◆ Work request
In the entries below, every line that contains "unix" must be located and copied.

◆ Records provided
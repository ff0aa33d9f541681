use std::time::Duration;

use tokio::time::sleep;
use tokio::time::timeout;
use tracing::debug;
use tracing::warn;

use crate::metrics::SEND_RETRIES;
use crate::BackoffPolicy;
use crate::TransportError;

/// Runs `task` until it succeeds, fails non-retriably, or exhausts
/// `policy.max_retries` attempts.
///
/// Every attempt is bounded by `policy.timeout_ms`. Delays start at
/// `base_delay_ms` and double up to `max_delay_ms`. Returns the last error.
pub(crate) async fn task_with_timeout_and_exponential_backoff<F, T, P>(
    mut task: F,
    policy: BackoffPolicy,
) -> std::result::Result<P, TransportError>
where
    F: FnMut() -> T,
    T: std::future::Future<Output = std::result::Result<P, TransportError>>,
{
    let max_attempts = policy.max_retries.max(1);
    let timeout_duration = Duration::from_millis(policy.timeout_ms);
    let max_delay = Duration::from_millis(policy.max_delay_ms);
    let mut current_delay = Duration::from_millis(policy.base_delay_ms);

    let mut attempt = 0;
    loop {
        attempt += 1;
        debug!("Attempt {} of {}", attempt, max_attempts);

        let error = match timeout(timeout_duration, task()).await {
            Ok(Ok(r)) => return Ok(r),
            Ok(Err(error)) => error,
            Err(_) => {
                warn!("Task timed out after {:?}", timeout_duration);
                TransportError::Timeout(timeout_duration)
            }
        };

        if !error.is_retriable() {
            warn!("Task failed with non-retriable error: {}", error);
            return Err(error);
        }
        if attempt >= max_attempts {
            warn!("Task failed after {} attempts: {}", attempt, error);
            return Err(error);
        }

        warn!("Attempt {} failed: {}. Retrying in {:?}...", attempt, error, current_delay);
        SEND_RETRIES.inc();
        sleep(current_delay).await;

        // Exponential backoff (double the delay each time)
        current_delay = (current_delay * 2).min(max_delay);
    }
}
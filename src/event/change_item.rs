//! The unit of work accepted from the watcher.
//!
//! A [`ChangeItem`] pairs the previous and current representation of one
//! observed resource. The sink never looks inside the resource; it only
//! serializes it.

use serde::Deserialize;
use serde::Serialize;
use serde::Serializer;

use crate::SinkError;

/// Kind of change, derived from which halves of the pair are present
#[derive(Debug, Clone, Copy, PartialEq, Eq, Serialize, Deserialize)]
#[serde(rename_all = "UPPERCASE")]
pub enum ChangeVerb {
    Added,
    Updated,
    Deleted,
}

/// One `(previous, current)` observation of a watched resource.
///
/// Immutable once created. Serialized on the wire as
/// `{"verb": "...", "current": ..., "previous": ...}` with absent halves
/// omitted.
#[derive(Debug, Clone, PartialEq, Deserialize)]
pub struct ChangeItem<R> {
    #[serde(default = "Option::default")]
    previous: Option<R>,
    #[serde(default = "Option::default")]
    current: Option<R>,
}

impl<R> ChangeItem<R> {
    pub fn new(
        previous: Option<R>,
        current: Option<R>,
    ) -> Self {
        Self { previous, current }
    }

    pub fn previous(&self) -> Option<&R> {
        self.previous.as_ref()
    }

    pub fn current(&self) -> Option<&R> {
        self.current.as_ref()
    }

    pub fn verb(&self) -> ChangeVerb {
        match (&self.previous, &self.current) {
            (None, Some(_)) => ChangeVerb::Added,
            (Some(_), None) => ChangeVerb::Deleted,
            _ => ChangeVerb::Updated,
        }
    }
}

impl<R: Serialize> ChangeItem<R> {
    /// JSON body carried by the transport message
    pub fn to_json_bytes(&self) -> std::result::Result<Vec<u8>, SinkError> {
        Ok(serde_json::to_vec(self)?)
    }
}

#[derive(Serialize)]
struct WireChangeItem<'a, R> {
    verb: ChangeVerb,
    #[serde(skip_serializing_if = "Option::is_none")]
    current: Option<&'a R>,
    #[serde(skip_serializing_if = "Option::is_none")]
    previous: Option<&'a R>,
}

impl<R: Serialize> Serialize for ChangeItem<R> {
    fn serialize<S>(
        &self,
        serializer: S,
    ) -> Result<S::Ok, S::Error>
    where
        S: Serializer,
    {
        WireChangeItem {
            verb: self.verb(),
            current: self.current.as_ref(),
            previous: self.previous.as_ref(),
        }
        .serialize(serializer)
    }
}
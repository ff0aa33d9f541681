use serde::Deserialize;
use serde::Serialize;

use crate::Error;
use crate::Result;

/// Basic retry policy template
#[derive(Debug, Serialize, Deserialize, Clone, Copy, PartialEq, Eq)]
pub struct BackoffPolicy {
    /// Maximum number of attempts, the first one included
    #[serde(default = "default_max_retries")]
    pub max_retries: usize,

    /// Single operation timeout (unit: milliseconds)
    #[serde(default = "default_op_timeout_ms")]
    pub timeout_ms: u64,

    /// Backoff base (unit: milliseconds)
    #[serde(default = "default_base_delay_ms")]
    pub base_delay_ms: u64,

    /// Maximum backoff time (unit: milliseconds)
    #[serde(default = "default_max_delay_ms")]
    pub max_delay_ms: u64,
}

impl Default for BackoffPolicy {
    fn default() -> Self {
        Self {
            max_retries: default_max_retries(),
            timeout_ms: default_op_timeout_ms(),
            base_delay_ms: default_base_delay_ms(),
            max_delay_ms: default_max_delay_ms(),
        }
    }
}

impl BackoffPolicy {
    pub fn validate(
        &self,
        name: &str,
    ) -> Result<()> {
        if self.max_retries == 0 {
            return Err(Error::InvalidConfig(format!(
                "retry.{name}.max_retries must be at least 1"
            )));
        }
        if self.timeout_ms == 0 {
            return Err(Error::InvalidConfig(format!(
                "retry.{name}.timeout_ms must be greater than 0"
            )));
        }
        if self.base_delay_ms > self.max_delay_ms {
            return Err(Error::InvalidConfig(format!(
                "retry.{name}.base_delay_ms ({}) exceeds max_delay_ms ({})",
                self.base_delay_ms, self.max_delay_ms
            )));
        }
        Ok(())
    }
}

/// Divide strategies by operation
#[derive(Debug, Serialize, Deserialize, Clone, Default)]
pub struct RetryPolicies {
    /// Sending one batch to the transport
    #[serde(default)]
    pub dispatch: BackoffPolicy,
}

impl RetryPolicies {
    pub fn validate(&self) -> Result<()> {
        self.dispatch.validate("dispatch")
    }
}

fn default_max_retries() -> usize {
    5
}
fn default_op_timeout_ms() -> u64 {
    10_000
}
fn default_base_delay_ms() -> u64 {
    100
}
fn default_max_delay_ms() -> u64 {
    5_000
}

--

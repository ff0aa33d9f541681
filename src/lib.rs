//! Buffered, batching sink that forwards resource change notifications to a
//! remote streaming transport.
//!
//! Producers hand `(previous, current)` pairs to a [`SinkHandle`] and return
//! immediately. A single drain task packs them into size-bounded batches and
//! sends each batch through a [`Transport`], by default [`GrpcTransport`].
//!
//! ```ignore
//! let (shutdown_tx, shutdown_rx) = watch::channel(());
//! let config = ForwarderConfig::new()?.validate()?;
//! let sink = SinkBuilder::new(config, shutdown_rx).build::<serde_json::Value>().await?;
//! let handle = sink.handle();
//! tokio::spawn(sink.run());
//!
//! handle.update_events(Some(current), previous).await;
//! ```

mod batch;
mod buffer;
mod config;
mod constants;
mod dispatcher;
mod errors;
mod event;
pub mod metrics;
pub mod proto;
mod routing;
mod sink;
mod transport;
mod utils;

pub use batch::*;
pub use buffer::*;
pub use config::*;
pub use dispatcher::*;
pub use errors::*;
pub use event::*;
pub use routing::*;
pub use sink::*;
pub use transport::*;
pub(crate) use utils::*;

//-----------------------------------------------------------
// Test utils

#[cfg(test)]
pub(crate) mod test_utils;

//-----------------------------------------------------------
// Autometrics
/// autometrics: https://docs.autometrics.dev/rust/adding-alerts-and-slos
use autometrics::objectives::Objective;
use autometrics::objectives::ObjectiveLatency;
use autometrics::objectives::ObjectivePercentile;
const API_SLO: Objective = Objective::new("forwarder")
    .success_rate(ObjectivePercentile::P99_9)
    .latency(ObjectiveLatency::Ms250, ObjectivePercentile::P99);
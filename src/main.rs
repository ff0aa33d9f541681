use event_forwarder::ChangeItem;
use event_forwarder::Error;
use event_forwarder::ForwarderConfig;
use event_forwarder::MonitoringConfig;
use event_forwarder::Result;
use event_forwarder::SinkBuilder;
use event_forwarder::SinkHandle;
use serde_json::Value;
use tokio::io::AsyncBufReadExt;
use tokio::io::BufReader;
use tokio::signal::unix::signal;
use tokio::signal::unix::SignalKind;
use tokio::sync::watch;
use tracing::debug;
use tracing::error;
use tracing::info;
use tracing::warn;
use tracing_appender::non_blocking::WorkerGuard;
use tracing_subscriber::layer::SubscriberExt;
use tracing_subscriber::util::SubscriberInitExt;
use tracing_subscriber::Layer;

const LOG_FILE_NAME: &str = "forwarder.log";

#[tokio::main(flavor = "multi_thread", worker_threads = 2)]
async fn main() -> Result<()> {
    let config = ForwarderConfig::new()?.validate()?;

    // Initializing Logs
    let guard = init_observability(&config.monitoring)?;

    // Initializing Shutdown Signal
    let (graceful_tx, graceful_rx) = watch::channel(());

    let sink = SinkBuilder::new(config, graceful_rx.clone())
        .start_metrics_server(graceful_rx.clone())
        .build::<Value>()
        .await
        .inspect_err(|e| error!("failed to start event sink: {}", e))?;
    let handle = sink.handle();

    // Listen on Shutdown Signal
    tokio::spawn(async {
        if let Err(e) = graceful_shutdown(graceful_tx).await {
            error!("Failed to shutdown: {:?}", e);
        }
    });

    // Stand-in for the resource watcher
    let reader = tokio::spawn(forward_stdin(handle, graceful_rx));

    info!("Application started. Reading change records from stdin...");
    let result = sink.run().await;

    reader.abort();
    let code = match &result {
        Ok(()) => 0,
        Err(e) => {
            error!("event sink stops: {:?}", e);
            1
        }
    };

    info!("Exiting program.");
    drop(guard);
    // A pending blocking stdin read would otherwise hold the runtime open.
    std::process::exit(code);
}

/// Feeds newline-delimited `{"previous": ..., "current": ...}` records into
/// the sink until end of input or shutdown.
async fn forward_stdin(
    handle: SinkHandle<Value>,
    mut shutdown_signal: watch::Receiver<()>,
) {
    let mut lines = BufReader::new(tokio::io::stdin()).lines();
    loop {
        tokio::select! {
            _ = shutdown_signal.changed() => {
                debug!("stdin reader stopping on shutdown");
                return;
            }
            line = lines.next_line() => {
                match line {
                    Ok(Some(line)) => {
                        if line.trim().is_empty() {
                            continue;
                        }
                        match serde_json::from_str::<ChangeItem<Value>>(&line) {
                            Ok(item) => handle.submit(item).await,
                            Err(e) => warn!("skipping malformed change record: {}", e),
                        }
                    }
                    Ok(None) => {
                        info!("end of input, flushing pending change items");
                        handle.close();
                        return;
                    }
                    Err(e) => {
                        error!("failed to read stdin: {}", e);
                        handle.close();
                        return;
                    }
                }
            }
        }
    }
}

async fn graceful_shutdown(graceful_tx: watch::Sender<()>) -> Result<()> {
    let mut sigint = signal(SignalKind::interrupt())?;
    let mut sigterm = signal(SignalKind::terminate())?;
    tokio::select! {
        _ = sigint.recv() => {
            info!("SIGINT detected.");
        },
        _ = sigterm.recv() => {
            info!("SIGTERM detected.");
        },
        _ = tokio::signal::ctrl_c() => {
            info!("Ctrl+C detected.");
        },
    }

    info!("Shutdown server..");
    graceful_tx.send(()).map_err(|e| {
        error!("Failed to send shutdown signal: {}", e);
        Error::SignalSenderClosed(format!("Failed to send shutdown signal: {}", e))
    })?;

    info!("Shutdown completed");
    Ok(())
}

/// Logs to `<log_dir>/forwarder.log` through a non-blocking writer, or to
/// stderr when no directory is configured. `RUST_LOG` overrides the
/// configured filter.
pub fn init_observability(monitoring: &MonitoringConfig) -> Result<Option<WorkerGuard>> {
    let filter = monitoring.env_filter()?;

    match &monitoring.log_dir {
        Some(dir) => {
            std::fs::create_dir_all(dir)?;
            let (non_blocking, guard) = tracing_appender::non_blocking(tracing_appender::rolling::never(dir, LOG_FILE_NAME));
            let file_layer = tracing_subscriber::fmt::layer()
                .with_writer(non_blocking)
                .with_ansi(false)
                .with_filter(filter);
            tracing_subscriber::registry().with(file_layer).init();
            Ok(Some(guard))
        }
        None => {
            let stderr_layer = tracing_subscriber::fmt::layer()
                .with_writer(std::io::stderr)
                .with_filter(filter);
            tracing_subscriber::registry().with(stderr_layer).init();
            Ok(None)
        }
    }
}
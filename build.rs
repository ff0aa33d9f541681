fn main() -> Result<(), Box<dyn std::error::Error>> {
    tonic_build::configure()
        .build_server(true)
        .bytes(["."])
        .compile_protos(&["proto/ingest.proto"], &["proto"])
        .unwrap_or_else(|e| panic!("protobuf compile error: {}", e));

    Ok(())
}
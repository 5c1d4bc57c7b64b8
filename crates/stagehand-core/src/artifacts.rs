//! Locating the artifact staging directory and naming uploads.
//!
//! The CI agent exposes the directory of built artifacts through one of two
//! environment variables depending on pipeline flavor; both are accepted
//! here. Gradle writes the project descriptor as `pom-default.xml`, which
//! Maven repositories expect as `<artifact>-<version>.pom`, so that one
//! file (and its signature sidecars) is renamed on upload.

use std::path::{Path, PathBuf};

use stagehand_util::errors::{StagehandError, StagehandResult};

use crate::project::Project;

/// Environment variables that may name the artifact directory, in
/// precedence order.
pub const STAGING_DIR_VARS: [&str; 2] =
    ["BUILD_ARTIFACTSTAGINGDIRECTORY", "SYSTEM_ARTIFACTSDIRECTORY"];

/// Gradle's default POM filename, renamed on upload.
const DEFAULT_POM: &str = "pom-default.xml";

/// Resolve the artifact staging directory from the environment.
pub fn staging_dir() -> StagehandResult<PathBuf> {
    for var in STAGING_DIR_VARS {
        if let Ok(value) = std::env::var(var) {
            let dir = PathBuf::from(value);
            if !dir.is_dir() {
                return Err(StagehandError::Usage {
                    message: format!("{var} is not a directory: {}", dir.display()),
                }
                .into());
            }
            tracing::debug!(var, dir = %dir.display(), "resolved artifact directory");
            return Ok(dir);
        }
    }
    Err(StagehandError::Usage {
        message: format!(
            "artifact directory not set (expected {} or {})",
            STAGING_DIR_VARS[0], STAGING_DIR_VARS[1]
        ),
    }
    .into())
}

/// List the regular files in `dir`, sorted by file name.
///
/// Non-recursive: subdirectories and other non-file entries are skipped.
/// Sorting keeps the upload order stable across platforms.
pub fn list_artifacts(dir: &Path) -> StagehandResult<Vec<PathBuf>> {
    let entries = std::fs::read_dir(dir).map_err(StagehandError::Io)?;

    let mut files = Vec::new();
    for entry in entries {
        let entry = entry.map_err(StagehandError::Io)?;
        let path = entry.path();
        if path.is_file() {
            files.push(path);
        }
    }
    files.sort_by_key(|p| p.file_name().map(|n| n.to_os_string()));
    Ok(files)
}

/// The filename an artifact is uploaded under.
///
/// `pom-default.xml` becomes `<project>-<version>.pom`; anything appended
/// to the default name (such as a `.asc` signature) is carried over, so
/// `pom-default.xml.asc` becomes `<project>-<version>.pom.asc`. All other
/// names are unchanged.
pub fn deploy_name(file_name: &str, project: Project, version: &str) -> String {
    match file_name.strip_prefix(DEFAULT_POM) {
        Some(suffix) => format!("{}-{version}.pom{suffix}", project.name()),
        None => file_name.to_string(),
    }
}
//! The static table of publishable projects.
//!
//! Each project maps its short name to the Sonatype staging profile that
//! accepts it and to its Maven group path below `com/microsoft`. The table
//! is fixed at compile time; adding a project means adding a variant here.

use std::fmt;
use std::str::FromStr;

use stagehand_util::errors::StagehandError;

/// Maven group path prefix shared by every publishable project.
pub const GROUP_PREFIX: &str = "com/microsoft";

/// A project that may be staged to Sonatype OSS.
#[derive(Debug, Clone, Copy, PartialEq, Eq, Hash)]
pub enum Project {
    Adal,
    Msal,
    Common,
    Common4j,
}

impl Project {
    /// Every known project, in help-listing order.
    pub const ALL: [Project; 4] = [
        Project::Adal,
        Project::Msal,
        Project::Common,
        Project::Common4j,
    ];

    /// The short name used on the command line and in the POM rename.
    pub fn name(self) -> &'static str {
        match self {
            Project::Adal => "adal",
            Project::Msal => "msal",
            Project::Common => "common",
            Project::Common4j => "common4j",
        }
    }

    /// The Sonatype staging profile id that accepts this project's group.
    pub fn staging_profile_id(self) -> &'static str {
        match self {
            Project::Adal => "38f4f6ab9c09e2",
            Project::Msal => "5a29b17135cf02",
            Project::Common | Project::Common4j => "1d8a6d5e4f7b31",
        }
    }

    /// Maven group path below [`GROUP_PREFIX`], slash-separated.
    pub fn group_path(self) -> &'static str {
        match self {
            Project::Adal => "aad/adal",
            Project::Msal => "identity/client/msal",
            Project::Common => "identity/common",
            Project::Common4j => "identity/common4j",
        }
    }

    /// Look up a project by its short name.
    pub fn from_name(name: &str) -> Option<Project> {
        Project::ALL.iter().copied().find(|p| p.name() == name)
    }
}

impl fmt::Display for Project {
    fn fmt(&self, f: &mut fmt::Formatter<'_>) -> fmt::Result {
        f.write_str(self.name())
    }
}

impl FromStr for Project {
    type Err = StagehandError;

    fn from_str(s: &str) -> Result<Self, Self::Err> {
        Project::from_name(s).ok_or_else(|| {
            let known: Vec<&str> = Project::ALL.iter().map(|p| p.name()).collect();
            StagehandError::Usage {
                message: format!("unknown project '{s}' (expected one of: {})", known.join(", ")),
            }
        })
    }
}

==

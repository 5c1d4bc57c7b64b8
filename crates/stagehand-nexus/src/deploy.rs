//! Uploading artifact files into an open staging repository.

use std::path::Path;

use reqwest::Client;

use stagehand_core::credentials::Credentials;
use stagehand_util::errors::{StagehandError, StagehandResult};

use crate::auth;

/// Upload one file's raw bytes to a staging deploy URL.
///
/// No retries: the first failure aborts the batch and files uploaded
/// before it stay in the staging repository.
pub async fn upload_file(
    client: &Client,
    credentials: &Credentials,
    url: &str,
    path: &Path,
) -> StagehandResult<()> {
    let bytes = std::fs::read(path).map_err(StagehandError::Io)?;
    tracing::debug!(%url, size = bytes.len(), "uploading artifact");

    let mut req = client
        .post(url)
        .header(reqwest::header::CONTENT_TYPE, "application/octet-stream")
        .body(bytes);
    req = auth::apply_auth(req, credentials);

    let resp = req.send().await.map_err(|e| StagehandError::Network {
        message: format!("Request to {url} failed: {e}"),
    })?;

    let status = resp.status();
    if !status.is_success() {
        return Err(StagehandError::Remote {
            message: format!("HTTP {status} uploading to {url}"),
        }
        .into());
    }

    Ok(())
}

◆ Task output
use tokio::signal::unix::signal;
use tokio::signal::unix::SignalKind;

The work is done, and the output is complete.